Wichtig ist jetzt, dass die
mongolische Regierung weise mit den Geldern umgeht und ihr angekündigtes
Reformprogramm stringent umsetzt.
Darüber hinaus müssen bestehende Probleme wie die Korruption nicht nur verbal
thematisiert, sondern durch die Umsetzung konkreter Maßnahmen bekämpft werden.
Deutschland ist auch in diesem Bereich aktiv und wird sein Engagement weiter
verstärken.
Trotz aktueller Probleme,
ein Grundoptimismus ist nicht fehl am Platz. Das Potential des Landes bleibt
groß.
Die Mongolen haben die Hoffnung auf wirtschaftliche Verbesserungen nicht
aufgegeben und in den letzten Jahren sichtbar eine Menge erreicht.
So hat sich das Land gemessen am Human Development Index der Vereinten Nationen
in den letzten 15 Jahren sehr positiv und völlig analog zu dem – von vielen ob
seiner wirtschaftlichen Erfolge bewunderten – südlichen Nachbarn China
entwickelt.
Neben dem wirtschaftlichen
Krisenmanagement beschäftigten mich in den letzten Monaten insbesondere auch die
Folgewirkungen der Krise auf die bilaterale Zusammenarbeit.
Dabei gelang es unter anderem, trotz der finanziellen Schwierigkeiten der
Mongolei, die Kooperation in sicherheitspolitischen Fragen zu erneuern.

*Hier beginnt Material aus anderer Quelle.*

//! Property-based tests for conversation state and the circadian scheduler.

use chrono::{DateTime, Duration, TimeZone, Utc};
use proptest::prelude::*;
use rapport_core::{HistoryEntry, PersonaProfile, ScheduleConfig};
use rapport_limbic::{ConversationRecord, PersonaScheduler, MAX_HISTORY};
use std::sync::Arc;

fn timestamp(secs: i64) -> DateTime<Utc> {
    Utc.timestamp_opt(1_700_000_000 + secs, 0).unwrap()
}

proptest! {
    #[test]
    fn record_never_exceeds_bound(texts in prop::collection::vec("[a-z ?!]{0,20}", 0..60)) {
        let persona = PersonaProfile::default();
        let mut record = ConversationRecord::default();
        for (i, text) in texts.iter().enumerate() {
            let entry = HistoryEntry {
                sender_id: format!("u{}", i % 3),
                text: text.clone(),
                timestamp: timestamp(i as i64),
                is_agent: i % 4 == 0,
            };
            record.push(entry, &persona);
            prop_assert!(record.len() <= MAX_HISTORY);
        }
        prop_assert_eq!(record.len(), texts.len().min(MAX_HISTORY));
    }

    #[test]
    fn sleep_state_is_a_pure_function_of_time(secs in 0i64..(366 * 86_400), privileged in any::<bool>()) {
        let scheduler = PersonaScheduler::new(Arc::new(PersonaProfile::default()), ScheduleConfig::default());
        let now = timestamp(secs);
        let first = scheduler.sleep_state(now, privileged);
        let second = scheduler.sleep_state(now, privileged);
        prop_assert_eq!(&first, &second);
        if privileged {
            prop_assert!(!first.is_sleeping);
        }
        if first.is_sleeping {
            let start = first.sleep_started_at.unwrap();
            let wake = first.wake_at.unwrap();
            prop_assert!(start <= now && now < wake);
            prop_assert!(wake - start <= Duration::hours(24));
        }
    }
}
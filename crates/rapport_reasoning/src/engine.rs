//! Orchestrator: one utterance in, one decision out.
//!
//! Inbound fragments pass through the debounce buffer; each completed
//! utterance is classified, recorded and gated under its conversation's
//! lock, so decisions for one conversation are strictly ordered while
//! different conversations proceed independently. A background task flushes
//! stale buffers, rotates privileged-sender topics and drops conversations
//! that have gone quiet.

use crate::gate::{EngagementGate, GateInput};
use crate::llm::{GenerationRequest, Generator};
use crate::targeting::{
    address_reason, is_farewell, is_greeting, is_targeted_elsewhere, TargetingContext,
};
use chrono::{DateTime, Duration, Utc};
use rand::rngs::StdRng;
use rand::SeedableRng;
use rapport_core::{
    FailurePolicy, HistoryEntry, InboundMessage, PersonaProfile, RapportConfig, RapportError,
    RelationshipMetrics, RelationshipStore, ReplyContext, ResponseDecision, ResponseMode,
    Utterance,
};
use rapport_expression::{Humanizer, LifecycleAnnouncement, TopicLifecycle};
use rapport_limbic::{ConversationTracker, PersonaScheduler, MAX_HISTORY};
use rapport_memory::{DebounceBuffer, Flushed};
use std::collections::HashMap;
use std::sync::Arc;
use tokio::sync::{mpsc, Mutex};

/// A decision plus what the caller needs to act on it.
#[derive(Debug, Clone)]
pub struct DecisionOutcome {
    pub decision: ResponseDecision,
    /// Topic lines volunteered to a privileged sender alongside the decision.
    pub announcement: Option<LifecycleAnnouncement>,
    /// Context bundle for the generator; set only when responding.
    pub request: Option<GenerationRequest>,
}

impl DecisionOutcome {
    pub fn should_respond(&self) -> bool {
        self.decision.should_respond
    }
}

/// Produced by the background task for the transport to deliver.
#[derive(Debug, Clone)]
pub enum OutboundEvent {
    /// Decision for an utterance completed by the flush timer.
    Decision(DecisionOutcome),
    Announcement(LifecycleAnnouncement),
}

pub struct Orchestrator {
    persona: Arc<PersonaProfile>,
    config: RapportConfig,
    debounce: Mutex<DebounceBuffer>,
    tracker: ConversationTracker,
    scheduler: PersonaScheduler,
    gate: EngagementGate,
    lifecycle: Mutex<TopicLifecycle>,
    humanizer: Humanizer,
    store: Arc<dyn RelationshipStore>,
    generator: Arc<dyn Generator>,
    privileged: HashMap<String, String>,
    rng: Mutex<StdRng>,
}

impl Orchestrator {
    pub fn new(
        config: RapportConfig,
        persona: Arc<PersonaProfile>,
        store: Arc<dyn RelationshipStore>,
        generator: Arc<dyn Generator>,
    ) -> Self {
        let privileged = config.privileged_map();
        tracing::info!(
            "Orchestrator ready: persona {}, {} privileged sender(s), generator {}",
            persona.display_name,
            privileged.len(),
            generator.name()
        );
        Self {
            debounce: Mutex::new(DebounceBuffer::new(&config.debounce, &persona)),
            tracker: ConversationTracker::new(persona.clone()),
            scheduler: PersonaScheduler::new(persona.clone(), config.schedule.clone()),
            gate: EngagementGate::new(config.engagement.clone(), persona.clone()),
            lifecycle: Mutex::new(TopicLifecycle::new(
                persona.clone(),
                config.lifecycle.clone(),
                privileged.clone(),
            )),
            humanizer: Humanizer::new(persona.clone(), &config.schedule),
            store,
            generator,
            privileged,
            rng: Mutex::new(StdRng::from_entropy()),
            persona,
            config,
        }
    }

    /// Reseed the sampler for reproducible runs.
    pub fn with_seed(mut self, seed: u64) -> Self {
        self.rng = Mutex::new(StdRng::seed_from_u64(seed));
        self
    }

    pub fn config(&self) -> &RapportConfig {
        &self.config
    }

    pub fn persona(&self) -> &PersonaProfile {
        &self.persona
    }

    pub fn tracker(&self) -> &ConversationTracker {
        &self.tracker
    }

    pub fn scheduler(&self) -> &PersonaScheduler {
        &self.scheduler
    }

    pub fn humanizer(&self) -> &Humanizer {
        &self.humanizer
    }

    // ========================================================================
    // Decisions
    // ========================================================================

    /// Feed one raw fragment. Returns a decision once the sender's utterance
    /// is complete, `None` while it is still buffering.
    pub async fn ingest(&self, message: InboundMessage) -> Option<DecisionOutcome> {
        if let Some(name) = &message.sender_name {
            self.tracker
                .register_participant(&message.conversation_id, &message.sender_id, name)
                .await;
        }

        let completion = self.debounce.lock().await.append_with_reply(
            &message.conversation_id,
            &message.sender_id,
            &message.text,
            message.reply_context,
            message.received_at,
        );
        let Flushed { utterance, reply_context } = completion.into_flushed()?;
        Some(self.decide(utterance, reply_context).await)
    }

    /// Relationship metrics for a sender, with store failures typed.
    pub async fn relationship(&self, sender_id: &str) -> Result<Option<RelationshipMetrics>, RapportError> {
        self.store
            .get_relationship(sender_id)
            .await
            .map_err(|e| RapportError::Store(format!("{:#}", e)))
    }

    async fn mark_farewell(&self, sender_id: &str, at: DateTime<Utc>) -> Result<(), RapportError> {
        self.store
            .put_farewell_marker(sender_id, at)
            .await
            .map_err(|e| RapportError::Store(format!("{:#}", e)))
    }

    /// Decide for a complete utterance. Never fails: store errors fall back
    /// to baseline metrics.
    pub async fn decide(&self, utterance: Utterance, reply: Option<ReplyContext>) -> DecisionOutcome {
        let now = utterance.received_at;
        let sender = utterance.sender_id.as_str();
        let privileged = self.privileged.contains_key(sender);
        let engagement = self.gate.config();

        let metrics = match self.relationship(sender).await {
            Ok(metrics) => metrics,
            Err(e) => {
                tracing::warn!("Relationship lookup failed for {}: {}", sender, e);
                None
            }
        };
        let profile = self.scheduler.profile(now, privileged);
        let persona_state = self.scheduler.sleep_state(now, privileged);

        let handle = self.tracker.conversation(&utterance.conversation_id).await;
        let mut record = handle.lock().await;

        let previous = record.last_entry().cloned();
        let participants = record.participants();
        let targeted_elsewhere = is_targeted_elsewhere(&TargetingContext {
            utterance: &utterance,
            participants: &participants,
            previous: previous.as_ref(),
            persona: &self.persona,
            window: Duration::seconds(engagement.targeting_window_secs),
        });
        let address = address_reason(&utterance.text, reply.as_ref(), &self.persona, engagement.addressing);
        let conversation_active = record.is_active(now, Duration::seconds(engagement.active_window_secs));
        let someone_else_replied = previous.as_ref().is_some_and(|p| {
            !p.is_agent
                && p.sender_id != utterance.sender_id
                && now - p.timestamp <= Duration::seconds(engagement.interrupt_window_secs)
        });

        record.push(HistoryEntry::from(&utterance), &self.persona);
        let mood = record.mood();
        let topic = record.topic().clone();

        let input = GateInput {
            utterance: &utterance,
            address,
            targeted_elsewhere,
            is_farewell: is_farewell(&utterance.text, &self.persona),
            is_greeting: is_greeting(&utterance.text, &self.persona),
            is_night: self.scheduler.is_night(now),
            persona_state: &persona_state,
            profile: &profile,
            metrics: metrics.as_ref(),
            topic: &topic,
            conversation_active,
            someone_else_replied,
            now,
        };
        let verdict = {
            let mut rng = self.rng.lock().await;
            self.gate.decide_with_rng(&input, &mut *rng)
        };
        let history = record.recent(MAX_HISTORY);
        drop(record);

        tracing::info!(
            "Decision {}/{}: respond={} mode={:?} reason={:?} mood={} topic={}",
            utterance.conversation_id,
            sender,
            verdict.decision.should_respond,
            verdict.decision.mode,
            verdict.decision.reason,
            mood,
            topic
        );

        if verdict.record_farewell {
            if let Err(e) = self.mark_farewell(sender, now).await {
                tracing::warn!("Failed to store farewell marker for {}: {}", sender, e);
            }
        }

        let announcement = {
            let mut lifecycle = self.lifecycle.lock().await;
            let mut rng = self.rng.lock().await;
            lifecycle.observe(sender, &utterance.conversation_id, &utterance.text, now, &mut *rng)
        };

        let request = verdict.decision.should_respond.then(|| GenerationRequest {
            persona_name: self.persona.display_name.clone(),
            mode: verdict.decision.mode,
            utterance: utterance.clone(),
            history,
            mood,
            topic,
            profile,
            metrics: metrics.unwrap_or_default(),
            privileged,
        });

        DecisionOutcome {
            decision: verdict.decision,
            announcement,
            request,
        }
    }

    // ========================================================================
    // Responses
    // ========================================================================

    /// Produce the reply text for a positive decision.
    ///
    /// Sleepy mode answers with a canned line. Otherwise the generator is
    /// called under the configured timeout and its output cleaned. Only a
    /// reply that is actually produced enters the conversation history.
    pub async fn respond(&self, outcome: &DecisionOutcome) -> Result<Option<String>, RapportError> {
        let Some(request) = &outcome.request else {
            return Ok(None);
        };
        let conversation_id = &request.utterance.conversation_id;
        let at = request.utterance.received_at;

        if request.mode == ResponseMode::Sleepy {
            let line = {
                let mut rng = self.rng.lock().await;
                self.humanizer.sleepy_line(&mut *rng)
            };
            self.tracker.record_agent_reply(conversation_id, &line, at).await;
            return Ok(Some(line));
        }

        let timeout = std::time::Duration::from_secs(self.config.generation.timeout_secs);
        let raw = match tokio::time::timeout(timeout, self.generator.generate(request)).await {
            Ok(Ok(text)) => text,
            Ok(Err(e)) => return Err(RapportError::Generation(format!("{:#}", e))),
            Err(_) => return Err(RapportError::GenerationTimeout(timeout)),
        };

        let text = self.humanizer.clean(&raw);
        if text.is_empty() {
            return Err(RapportError::Generation("empty reply after cleanup".into()));
        }
        self.tracker.record_agent_reply(conversation_id, &text, at).await;
        Ok(Some(text))
    }

    /// `respond`, with generation failures handled by the failure policy.
    /// Filler lines are not recorded as agent history.
    pub async fn respond_or_fallback(&self, outcome: &DecisionOutcome) -> Option<String> {
        let error = match self.respond(outcome).await {
            Ok(reply) => return reply,
            Err(e) => e,
        };
        if !error.is_degradable() {
            tracing::error!("Response failed: {}", error);
            return None;
        }
        tracing::warn!("Response failed, applying {:?} policy: {}", self.config.generation.failure_policy, error);

        match self.config.generation.failure_policy {
            FailurePolicy::Silent => None,
            FailurePolicy::Filler => {
                let at = outcome.request.as_ref()?.utterance.received_at;
                let at_night = self.scheduler.is_night(at);
                let mut rng = self.rng.lock().await;
                Some(self.humanizer.filler_line(at_night, &mut *rng))
            }
        }
    }

    // ========================================================================
    // Background work
    // ========================================================================

    /// Decide for every buffer whose completion delay has lapsed.
    pub async fn flush_tick(&self, now: DateTime<Utc>) -> Vec<OutboundEvent> {
        let flushed = self.debounce.lock().await.flush_due(now);
        let mut events = Vec::with_capacity(flushed.len());
        for Flushed { utterance, reply_context } in flushed {
            tracing::debug!("Timer flush for {}/{}", utterance.conversation_id, utterance.sender_id);
            events.push(OutboundEvent::Decision(self.decide(utterance, reply_context).await));
        }
        events
    }

    /// Rotate privileged-sender topics that have run their course and drop
    /// conversations idle past the eviction window.
    pub async fn lifecycle_tick(&self, now: DateTime<Utc>) -> Vec<OutboundEvent> {
        let max_idle = Duration::seconds(self.config.tracker.idle_eviction_secs);
        self.tracker.evict_idle(now, max_idle).await;

        let mut lifecycle = self.lifecycle.lock().await;
        let mut rng = self.rng.lock().await;
        lifecycle
            .tick(now, &mut *rng)
            .into_iter()
            .map(OutboundEvent::Announcement)
            .collect()
    }

    /// Both periodic duties at once.
    pub async fn tick(&self, now: DateTime<Utc>) -> Vec<OutboundEvent> {
        let mut events = self.flush_tick(now).await;
        events.extend(self.lifecycle_tick(now).await);
        events
    }

    /// Run the periodic duties until the receiver is dropped.
    pub fn spawn_background(self: Arc<Self>, tx: mpsc::Sender<OutboundEvent>) -> tokio::task::JoinHandle<()> {
        let flush_every = std::time::Duration::from_millis(self.config.debounce.tick_interval_ms.max(1));
        let rotate_every = std::time::Duration::from_secs(self.config.lifecycle.tick_interval_secs.max(1));

        tokio::spawn(async move {
            let mut flush = tokio::time::interval(flush_every);
            let mut rotate = tokio::time::interval(rotate_every);

            loop {
                let events = tokio::select! {
                    _ = flush.tick() => self.flush_tick(Utc::now()).await,
                    _ = rotate.tick() => self.lifecycle_tick(Utc::now()).await,
                };
                for event in events {
                    if tx.send(event).await.is_err() {
                        tracing::info!("Orchestrator: receiver dropped, stopping background task");
                        return;
                    }
                }
            }
        })
    }
}
//! Mock generator: deterministic replies for tests and offline runs.

use crate::llm::{GenerationRequest, Generator};
use anyhow::Result;
use rapport_core::ResponseMode;
use std::sync::atomic::{AtomicUsize, Ordering};
use std::time::Duration;

#[derive(Debug, Default)]
pub struct MockGenerator {
    model: String,
    reply: Option<String>,
    delay: Duration,
    failure: Option<String>,
    calls: AtomicUsize,
}

impl MockGenerator {
    pub fn new(model: &str) -> Self {
        Self {
            model: model.to_string(),
            ..Default::default()
        }
    }

    /// Always answer with `reply`.
    pub fn with_reply(mut self, reply: &str) -> Self {
        self.reply = Some(reply.to_string());
        self
    }

    /// Wait this long before answering.
    pub fn with_delay(mut self, delay: Duration) -> Self {
        self.delay = delay;
        self
    }

    /// Fail every call with `message`.
    pub fn failing(mut self, message: &str) -> Self {
        self.failure = Some(message.to_string());
        self
    }

    pub fn calls(&self) -> usize {
        self.calls.load(Ordering::SeqCst)
    }
}

#[async_trait::async_trait]
impl Generator for MockGenerator {
    async fn generate(&self, request: &GenerationRequest) -> Result<String> {
        self.calls.fetch_add(1, Ordering::SeqCst);
        if !self.delay.is_zero() {
            tokio::time::sleep(self.delay).await;
        }
        if let Some(message) = &self.failure {
            anyhow::bail!("{}", message);
        }
        if let Some(reply) = &self.reply {
            return Ok(reply.clone());
        }
        let text = match request.mode {
            ResponseMode::Farewell => "chal bye, kal milte".to_string(),
            ResponseMode::Sleepy => "zzz".to_string(),
            ResponseMode::Normal => format!("(mock {}) haan, {} pe baat karte", self.model, request.topic),
        };
        Ok(text)
    }

    fn name(&self) -> &str {
        "mock"
    }
}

Insbesondere werden auch in Zukunft deutsche und mongolische Soldaten Seite an
Seite in Afghanistan kämpfen.
Im Bereich der
Entwicklungszusammenarbeit gelang es, die deutsche Unterstützung für die
Mongolei nochmals aufzustocken.
Obwohl die Mongolei als „middle income country" gilt, erhält sie damit pro Kopf
mehr deutsche Entwicklungsgelder als jedes andere Land der Welt!
Wichtig war es in diesem
Zusammenhang, ein Leuchtturmprojekt der Kooperation, die Deutsch-Mongolische
Hochschule für Rohstoffe und Technologie im Stadtbezirk Nalaikh, weiter zu
unterstützen.
Die Mongolei konnte aufgrund der aktuellen wirtschaftlichen Schwierigkeiten ihre
großzügigen, in den Boomjahren gemachten Zusagen nicht in vollem Umfang
erfüllen.
Es gelang uns jedoch, gemeinsam Lösungen zu erarbeiten, wie diese Lücke mit
zusätzlicher deutscher Förderung geschlossen werden konnte. Ich bin daher voller
Hoffnung, dass das Projekt ein voller Erfolg wird.
Im Kulturaustausch konnten
ein seit 9 Jahren bestehender „Stolperstein" aus dem Weg geräumt werden.
Die administrativen Hindernisse zur Registrierung des Verbindungsbüros des
Goethe-Instituts in Ulan Bator konnten endlich überwunden werden.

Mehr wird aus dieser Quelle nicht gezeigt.